Pick out the lines below with "CorsLayer" and list them.

-- Opening Marker --

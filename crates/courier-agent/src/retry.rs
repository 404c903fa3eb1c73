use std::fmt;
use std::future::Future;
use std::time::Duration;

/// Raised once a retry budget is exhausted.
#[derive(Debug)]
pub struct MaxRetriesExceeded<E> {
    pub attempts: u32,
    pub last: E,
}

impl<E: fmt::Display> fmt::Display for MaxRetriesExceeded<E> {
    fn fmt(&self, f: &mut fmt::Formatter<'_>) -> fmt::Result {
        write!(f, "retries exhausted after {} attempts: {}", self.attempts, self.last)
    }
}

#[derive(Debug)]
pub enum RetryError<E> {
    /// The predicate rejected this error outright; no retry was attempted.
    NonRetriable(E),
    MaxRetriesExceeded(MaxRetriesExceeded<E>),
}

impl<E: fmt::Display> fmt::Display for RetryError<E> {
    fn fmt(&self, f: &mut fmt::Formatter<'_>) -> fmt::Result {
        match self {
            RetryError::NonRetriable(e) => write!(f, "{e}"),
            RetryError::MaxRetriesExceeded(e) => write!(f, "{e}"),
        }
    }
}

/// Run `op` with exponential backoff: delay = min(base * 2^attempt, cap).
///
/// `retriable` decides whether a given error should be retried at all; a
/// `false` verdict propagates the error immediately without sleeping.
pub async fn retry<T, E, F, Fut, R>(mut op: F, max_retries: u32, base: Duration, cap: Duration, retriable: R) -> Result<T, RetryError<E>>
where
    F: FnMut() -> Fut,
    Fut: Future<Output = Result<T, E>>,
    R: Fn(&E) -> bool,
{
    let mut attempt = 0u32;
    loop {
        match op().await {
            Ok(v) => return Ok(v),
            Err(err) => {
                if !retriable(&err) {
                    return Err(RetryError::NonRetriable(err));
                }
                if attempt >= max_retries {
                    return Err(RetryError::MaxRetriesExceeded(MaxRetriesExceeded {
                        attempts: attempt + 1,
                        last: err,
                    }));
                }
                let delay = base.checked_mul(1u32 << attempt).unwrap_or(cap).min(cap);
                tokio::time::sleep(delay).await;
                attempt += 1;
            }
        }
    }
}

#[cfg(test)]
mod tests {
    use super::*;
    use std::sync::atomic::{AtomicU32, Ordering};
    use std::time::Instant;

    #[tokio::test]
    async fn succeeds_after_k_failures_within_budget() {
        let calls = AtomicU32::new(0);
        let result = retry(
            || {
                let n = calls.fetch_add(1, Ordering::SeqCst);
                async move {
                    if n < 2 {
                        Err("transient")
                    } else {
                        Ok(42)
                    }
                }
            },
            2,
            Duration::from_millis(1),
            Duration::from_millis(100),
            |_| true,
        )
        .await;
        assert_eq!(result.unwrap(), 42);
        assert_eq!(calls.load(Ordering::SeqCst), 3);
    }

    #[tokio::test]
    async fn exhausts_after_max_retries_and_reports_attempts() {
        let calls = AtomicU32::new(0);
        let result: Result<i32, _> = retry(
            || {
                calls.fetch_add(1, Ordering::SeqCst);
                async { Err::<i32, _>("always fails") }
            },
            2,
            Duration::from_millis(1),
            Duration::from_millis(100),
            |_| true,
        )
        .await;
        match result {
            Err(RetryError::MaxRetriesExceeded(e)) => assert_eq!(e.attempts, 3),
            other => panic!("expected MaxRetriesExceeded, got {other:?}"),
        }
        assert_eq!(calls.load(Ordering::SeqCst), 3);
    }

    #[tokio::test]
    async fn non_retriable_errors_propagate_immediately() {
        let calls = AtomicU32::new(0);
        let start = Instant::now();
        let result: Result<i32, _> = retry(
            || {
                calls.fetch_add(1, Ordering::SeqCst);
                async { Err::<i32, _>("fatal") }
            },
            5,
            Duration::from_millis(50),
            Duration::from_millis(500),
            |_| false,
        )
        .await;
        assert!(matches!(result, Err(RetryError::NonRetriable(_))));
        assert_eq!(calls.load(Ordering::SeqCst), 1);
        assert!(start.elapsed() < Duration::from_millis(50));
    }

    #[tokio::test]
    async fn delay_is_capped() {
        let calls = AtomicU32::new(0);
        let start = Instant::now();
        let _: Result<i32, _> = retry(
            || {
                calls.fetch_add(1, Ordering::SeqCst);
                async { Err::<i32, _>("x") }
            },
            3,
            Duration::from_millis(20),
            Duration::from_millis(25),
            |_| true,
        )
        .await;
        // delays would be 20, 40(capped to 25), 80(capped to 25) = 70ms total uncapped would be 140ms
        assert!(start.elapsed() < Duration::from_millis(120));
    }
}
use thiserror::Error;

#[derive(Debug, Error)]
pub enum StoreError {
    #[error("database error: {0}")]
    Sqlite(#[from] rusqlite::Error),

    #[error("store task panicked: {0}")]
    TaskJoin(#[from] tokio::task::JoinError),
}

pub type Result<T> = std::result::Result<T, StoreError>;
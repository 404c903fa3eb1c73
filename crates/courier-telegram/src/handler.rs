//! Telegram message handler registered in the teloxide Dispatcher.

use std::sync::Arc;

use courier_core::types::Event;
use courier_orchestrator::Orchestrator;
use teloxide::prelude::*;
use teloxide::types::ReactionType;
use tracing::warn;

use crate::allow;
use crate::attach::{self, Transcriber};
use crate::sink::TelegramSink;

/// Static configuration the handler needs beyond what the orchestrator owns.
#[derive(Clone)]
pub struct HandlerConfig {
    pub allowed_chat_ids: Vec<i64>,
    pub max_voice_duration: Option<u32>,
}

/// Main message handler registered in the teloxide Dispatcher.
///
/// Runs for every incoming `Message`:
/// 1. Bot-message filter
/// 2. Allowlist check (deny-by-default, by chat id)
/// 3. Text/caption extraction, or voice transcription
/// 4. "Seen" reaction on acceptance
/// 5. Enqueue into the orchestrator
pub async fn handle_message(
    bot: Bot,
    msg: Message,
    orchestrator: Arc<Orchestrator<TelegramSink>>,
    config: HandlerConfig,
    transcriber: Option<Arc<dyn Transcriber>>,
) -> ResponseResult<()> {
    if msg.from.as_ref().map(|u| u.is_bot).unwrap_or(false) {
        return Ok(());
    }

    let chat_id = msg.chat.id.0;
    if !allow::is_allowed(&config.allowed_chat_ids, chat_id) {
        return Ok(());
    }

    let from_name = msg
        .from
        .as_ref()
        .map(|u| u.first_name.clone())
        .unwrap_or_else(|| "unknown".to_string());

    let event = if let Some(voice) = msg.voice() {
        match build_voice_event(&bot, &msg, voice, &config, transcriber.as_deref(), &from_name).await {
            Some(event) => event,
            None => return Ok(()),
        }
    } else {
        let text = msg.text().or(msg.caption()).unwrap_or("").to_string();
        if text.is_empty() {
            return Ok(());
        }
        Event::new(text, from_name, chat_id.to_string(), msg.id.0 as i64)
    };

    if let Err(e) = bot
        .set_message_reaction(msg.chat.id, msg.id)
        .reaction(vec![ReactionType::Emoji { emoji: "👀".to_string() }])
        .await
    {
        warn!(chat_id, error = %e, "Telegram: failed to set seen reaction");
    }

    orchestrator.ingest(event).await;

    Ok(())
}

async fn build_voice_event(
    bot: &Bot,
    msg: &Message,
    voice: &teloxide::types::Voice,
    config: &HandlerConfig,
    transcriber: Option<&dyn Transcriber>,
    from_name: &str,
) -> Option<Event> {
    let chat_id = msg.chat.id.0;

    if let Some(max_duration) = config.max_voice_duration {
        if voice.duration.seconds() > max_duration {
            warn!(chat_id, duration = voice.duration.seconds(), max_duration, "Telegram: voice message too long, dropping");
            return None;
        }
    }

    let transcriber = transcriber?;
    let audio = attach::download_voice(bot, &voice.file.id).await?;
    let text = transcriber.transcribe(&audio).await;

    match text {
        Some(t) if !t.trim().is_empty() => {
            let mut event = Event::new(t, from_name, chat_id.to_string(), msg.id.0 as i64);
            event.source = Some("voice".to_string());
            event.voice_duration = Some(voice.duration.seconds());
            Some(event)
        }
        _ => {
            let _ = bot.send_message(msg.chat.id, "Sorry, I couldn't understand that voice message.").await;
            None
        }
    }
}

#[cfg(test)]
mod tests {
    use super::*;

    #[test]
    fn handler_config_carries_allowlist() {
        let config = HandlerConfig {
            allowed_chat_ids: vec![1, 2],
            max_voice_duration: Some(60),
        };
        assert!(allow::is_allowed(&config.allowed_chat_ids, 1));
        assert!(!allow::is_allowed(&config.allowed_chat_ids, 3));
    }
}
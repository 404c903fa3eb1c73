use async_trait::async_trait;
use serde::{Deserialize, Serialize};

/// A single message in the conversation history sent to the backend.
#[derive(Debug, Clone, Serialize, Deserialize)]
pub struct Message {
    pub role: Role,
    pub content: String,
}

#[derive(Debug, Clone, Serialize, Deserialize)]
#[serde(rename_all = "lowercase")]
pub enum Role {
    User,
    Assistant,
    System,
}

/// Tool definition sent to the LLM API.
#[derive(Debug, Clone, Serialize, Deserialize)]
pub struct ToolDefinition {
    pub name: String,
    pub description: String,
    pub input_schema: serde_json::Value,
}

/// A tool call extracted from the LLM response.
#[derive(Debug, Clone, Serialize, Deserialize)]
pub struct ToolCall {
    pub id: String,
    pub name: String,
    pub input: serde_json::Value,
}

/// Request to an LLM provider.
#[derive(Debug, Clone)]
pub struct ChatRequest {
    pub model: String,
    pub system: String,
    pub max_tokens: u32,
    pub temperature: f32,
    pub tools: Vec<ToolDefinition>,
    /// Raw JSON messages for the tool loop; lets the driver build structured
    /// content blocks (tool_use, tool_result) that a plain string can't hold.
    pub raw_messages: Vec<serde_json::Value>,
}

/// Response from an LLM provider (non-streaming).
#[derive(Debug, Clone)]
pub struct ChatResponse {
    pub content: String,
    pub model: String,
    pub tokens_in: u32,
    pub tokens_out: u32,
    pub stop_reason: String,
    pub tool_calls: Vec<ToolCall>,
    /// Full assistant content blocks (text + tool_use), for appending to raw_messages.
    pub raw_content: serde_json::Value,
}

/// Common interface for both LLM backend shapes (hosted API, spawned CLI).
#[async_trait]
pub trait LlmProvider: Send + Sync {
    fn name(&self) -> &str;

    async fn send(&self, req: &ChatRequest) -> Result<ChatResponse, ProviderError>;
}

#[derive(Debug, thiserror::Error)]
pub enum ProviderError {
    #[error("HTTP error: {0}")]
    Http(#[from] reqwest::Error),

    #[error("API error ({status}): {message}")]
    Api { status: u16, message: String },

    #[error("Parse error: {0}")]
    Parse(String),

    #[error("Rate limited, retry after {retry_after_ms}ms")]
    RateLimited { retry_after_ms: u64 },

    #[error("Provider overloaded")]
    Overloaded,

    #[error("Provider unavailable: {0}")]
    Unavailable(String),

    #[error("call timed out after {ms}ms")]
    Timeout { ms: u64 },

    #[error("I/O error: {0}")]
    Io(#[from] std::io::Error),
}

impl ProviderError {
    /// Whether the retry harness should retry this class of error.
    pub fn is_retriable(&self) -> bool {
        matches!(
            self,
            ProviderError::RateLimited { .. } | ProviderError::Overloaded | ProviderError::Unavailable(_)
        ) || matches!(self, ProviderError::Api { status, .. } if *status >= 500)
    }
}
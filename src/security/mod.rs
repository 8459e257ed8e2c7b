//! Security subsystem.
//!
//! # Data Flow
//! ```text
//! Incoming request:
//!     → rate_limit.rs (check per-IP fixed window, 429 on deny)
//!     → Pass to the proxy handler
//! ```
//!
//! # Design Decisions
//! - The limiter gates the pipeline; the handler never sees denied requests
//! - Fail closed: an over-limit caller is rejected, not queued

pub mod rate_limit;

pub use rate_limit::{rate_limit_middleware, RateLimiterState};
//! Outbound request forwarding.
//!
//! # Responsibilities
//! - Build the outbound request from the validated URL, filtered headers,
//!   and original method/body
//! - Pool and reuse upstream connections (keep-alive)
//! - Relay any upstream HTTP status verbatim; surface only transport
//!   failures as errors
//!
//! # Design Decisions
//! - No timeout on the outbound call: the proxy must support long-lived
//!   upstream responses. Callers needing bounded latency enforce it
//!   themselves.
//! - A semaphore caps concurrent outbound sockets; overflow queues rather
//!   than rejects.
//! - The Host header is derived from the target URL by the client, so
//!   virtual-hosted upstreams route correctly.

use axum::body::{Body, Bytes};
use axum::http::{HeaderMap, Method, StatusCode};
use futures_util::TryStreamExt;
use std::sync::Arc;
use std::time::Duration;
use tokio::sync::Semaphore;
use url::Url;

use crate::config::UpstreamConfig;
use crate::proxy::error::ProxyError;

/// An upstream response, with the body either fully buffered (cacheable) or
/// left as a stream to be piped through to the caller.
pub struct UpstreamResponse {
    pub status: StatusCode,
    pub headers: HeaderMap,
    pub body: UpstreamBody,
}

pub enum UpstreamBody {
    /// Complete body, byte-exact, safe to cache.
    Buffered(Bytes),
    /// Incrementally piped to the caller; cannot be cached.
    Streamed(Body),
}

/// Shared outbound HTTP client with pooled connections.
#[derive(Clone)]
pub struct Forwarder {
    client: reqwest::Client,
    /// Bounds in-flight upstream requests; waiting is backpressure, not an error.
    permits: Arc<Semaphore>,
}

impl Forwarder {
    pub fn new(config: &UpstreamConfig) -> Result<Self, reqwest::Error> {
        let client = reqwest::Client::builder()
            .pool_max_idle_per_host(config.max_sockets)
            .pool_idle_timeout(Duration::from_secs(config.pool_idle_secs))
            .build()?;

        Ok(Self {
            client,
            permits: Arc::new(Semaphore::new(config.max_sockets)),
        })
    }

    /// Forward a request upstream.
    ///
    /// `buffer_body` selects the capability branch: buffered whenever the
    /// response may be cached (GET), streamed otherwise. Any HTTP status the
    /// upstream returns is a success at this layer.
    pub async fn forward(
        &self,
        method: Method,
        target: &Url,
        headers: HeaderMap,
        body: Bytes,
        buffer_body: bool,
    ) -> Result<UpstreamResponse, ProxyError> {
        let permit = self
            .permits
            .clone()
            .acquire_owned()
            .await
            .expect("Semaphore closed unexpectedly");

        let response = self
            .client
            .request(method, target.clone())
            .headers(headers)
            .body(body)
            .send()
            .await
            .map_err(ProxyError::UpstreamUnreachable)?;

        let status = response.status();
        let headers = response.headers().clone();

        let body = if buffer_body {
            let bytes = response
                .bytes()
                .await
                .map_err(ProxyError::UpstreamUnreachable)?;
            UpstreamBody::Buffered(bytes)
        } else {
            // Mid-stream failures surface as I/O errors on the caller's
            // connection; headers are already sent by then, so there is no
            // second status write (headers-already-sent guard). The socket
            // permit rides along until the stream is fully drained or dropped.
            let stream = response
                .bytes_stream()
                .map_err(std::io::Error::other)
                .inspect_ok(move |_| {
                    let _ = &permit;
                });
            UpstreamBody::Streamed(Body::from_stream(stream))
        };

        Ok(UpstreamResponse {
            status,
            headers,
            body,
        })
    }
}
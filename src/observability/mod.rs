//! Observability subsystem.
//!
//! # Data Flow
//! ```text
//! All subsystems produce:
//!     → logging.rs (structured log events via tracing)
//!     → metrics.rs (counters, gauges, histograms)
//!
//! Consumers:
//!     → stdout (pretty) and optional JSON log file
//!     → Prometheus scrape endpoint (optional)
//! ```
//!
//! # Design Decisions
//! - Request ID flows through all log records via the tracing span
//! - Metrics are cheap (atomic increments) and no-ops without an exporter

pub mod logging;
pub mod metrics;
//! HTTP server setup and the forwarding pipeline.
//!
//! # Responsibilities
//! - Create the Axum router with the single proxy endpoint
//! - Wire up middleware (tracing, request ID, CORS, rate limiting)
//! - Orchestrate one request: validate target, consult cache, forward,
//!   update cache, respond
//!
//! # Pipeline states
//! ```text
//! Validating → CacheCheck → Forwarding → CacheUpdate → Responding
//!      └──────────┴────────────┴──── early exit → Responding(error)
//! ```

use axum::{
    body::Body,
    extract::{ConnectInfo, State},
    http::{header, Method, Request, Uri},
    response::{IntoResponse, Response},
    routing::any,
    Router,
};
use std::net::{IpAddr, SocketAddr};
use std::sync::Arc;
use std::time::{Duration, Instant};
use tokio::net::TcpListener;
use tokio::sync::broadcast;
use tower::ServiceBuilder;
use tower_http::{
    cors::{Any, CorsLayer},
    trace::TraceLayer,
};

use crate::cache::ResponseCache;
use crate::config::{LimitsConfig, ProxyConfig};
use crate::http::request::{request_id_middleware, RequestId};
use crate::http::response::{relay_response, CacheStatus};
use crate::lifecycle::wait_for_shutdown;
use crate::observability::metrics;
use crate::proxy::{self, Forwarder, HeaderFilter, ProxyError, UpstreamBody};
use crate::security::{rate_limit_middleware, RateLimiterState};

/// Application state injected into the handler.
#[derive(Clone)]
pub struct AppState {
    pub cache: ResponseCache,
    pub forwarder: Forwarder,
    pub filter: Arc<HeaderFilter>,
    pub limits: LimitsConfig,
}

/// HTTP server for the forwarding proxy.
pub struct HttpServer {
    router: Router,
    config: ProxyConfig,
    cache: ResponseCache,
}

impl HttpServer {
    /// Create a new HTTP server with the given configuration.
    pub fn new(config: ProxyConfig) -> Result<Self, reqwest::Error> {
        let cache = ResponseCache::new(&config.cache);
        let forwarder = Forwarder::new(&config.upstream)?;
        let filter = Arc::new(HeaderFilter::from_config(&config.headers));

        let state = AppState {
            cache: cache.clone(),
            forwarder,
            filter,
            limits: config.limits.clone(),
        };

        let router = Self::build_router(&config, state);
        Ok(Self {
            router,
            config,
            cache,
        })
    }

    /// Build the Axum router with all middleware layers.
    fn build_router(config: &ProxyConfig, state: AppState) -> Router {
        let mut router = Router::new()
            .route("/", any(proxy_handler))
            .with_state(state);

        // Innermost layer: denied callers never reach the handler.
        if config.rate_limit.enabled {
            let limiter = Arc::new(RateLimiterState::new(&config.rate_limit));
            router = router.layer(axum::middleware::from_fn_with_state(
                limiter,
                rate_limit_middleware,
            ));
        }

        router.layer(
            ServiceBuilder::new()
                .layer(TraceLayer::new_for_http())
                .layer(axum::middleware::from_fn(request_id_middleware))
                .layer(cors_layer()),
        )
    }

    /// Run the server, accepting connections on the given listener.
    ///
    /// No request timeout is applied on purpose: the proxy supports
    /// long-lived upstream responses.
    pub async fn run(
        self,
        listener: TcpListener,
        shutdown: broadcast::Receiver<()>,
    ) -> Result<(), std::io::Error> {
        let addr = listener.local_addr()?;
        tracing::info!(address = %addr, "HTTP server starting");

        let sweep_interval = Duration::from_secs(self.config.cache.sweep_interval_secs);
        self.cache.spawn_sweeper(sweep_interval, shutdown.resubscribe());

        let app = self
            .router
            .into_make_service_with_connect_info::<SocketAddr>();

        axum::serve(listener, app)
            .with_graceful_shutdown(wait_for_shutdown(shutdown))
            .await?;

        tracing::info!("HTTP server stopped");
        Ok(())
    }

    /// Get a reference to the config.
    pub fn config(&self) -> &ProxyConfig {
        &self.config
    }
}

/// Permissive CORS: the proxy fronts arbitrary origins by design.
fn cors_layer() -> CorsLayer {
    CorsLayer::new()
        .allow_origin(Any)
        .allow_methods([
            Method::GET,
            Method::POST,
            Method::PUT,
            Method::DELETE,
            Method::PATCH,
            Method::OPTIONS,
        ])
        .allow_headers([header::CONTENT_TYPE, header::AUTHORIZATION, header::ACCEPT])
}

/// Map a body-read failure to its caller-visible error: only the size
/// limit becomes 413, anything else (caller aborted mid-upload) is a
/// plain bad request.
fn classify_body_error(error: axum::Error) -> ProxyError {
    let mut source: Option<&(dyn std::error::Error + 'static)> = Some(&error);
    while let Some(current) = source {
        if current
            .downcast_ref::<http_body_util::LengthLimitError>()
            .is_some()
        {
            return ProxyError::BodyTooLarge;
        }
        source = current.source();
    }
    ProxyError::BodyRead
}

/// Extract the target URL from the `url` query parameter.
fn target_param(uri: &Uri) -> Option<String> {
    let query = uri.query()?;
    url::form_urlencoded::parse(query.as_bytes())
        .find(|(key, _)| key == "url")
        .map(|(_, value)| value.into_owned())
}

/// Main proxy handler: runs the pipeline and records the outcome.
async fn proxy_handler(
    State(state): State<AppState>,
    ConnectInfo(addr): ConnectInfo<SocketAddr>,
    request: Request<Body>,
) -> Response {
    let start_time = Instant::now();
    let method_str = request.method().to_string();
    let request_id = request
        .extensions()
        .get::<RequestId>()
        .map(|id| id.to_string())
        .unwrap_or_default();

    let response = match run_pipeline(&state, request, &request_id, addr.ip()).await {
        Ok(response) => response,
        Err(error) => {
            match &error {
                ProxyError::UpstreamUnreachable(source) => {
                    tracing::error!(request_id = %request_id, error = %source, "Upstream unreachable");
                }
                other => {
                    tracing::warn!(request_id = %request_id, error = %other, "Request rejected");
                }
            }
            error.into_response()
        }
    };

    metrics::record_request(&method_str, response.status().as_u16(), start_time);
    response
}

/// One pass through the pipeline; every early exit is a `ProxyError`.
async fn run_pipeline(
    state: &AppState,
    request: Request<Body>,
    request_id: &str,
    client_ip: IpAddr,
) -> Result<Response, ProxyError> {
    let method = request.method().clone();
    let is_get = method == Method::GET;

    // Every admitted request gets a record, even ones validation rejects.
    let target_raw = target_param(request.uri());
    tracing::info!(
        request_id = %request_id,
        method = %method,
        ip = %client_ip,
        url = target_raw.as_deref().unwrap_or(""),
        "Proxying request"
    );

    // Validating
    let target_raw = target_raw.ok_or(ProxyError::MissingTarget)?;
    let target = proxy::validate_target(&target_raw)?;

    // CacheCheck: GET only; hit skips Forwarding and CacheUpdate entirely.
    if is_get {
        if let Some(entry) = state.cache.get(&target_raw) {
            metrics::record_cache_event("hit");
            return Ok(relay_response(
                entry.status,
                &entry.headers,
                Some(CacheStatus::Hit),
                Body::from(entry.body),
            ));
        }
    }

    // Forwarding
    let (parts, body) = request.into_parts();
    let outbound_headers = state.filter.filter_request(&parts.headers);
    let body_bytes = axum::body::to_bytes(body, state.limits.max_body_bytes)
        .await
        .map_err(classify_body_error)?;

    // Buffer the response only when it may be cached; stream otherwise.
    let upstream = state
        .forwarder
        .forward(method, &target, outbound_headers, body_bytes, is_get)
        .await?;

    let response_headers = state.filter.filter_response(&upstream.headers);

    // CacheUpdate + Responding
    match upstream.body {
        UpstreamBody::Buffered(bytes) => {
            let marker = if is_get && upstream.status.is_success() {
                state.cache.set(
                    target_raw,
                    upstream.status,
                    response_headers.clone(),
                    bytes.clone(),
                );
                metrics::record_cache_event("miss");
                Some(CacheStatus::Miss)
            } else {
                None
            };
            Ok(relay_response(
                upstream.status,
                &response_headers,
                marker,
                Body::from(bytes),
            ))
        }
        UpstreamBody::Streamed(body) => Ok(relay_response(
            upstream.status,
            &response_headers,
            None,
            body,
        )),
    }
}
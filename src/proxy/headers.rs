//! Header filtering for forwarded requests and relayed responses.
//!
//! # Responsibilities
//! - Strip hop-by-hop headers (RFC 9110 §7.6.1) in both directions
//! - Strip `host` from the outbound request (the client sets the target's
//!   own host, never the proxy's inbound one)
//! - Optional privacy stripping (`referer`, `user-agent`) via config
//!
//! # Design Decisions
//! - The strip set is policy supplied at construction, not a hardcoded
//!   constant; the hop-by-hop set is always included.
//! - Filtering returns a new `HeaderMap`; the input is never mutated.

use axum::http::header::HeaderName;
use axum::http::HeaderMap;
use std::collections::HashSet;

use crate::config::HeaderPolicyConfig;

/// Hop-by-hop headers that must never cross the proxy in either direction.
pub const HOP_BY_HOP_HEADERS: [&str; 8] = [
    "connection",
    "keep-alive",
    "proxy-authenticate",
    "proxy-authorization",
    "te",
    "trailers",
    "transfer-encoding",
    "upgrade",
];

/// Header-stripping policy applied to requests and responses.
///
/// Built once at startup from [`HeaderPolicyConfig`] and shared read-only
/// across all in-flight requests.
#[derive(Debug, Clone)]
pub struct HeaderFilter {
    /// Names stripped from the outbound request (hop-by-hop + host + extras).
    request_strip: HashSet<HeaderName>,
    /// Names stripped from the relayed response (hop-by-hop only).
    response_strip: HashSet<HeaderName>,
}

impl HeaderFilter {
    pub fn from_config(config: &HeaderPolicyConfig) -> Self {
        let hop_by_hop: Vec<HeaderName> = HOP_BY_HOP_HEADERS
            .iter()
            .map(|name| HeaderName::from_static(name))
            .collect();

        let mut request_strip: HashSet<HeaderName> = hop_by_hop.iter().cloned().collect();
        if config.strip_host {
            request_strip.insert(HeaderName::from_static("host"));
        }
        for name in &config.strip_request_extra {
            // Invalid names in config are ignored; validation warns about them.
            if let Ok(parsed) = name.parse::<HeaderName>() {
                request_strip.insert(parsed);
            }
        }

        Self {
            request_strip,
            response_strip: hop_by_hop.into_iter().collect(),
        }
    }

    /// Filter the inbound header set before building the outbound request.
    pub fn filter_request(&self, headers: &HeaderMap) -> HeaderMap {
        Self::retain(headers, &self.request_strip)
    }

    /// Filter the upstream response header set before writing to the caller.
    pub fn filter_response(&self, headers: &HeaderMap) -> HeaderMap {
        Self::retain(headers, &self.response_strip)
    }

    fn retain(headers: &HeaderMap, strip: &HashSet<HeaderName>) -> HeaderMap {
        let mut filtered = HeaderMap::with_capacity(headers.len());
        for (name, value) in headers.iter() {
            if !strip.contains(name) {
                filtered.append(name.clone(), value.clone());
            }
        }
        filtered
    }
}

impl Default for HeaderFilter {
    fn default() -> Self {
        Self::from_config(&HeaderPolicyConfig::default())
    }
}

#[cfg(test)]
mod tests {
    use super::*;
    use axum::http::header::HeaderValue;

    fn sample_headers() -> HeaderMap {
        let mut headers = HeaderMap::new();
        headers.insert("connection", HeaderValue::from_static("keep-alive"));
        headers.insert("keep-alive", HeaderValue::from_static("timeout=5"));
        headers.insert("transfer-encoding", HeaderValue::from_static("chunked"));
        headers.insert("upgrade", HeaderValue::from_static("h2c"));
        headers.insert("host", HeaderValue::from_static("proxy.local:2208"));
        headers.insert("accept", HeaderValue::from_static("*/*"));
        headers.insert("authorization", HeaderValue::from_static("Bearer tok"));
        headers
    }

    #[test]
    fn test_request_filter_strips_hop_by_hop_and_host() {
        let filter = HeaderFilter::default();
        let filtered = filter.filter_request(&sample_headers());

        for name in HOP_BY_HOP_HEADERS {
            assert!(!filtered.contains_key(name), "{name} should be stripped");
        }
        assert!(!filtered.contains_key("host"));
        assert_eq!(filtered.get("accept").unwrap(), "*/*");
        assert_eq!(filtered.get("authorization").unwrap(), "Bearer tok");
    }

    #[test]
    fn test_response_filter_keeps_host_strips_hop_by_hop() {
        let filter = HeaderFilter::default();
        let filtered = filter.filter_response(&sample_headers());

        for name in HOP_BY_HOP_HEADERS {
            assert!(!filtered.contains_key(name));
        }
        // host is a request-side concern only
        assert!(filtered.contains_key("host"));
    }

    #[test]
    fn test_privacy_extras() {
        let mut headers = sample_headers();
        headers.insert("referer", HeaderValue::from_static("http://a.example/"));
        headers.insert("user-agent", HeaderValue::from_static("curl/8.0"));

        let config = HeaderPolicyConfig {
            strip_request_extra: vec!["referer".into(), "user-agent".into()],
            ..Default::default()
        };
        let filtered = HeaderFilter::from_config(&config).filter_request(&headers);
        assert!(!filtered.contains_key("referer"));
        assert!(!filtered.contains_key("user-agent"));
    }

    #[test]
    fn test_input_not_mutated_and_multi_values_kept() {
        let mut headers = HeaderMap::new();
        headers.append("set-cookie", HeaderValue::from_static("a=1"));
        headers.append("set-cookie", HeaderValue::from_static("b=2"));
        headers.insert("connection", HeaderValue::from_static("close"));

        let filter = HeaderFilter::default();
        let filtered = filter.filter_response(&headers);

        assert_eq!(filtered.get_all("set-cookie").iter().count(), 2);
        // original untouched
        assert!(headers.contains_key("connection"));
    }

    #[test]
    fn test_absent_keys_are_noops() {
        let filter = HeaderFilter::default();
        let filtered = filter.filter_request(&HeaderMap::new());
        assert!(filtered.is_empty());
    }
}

-- Closing Marker --

_Problem solution_
    cors::{Any, CorsLayer},
fn cors_layer() -> CorsLayer {
    CorsLayer::new()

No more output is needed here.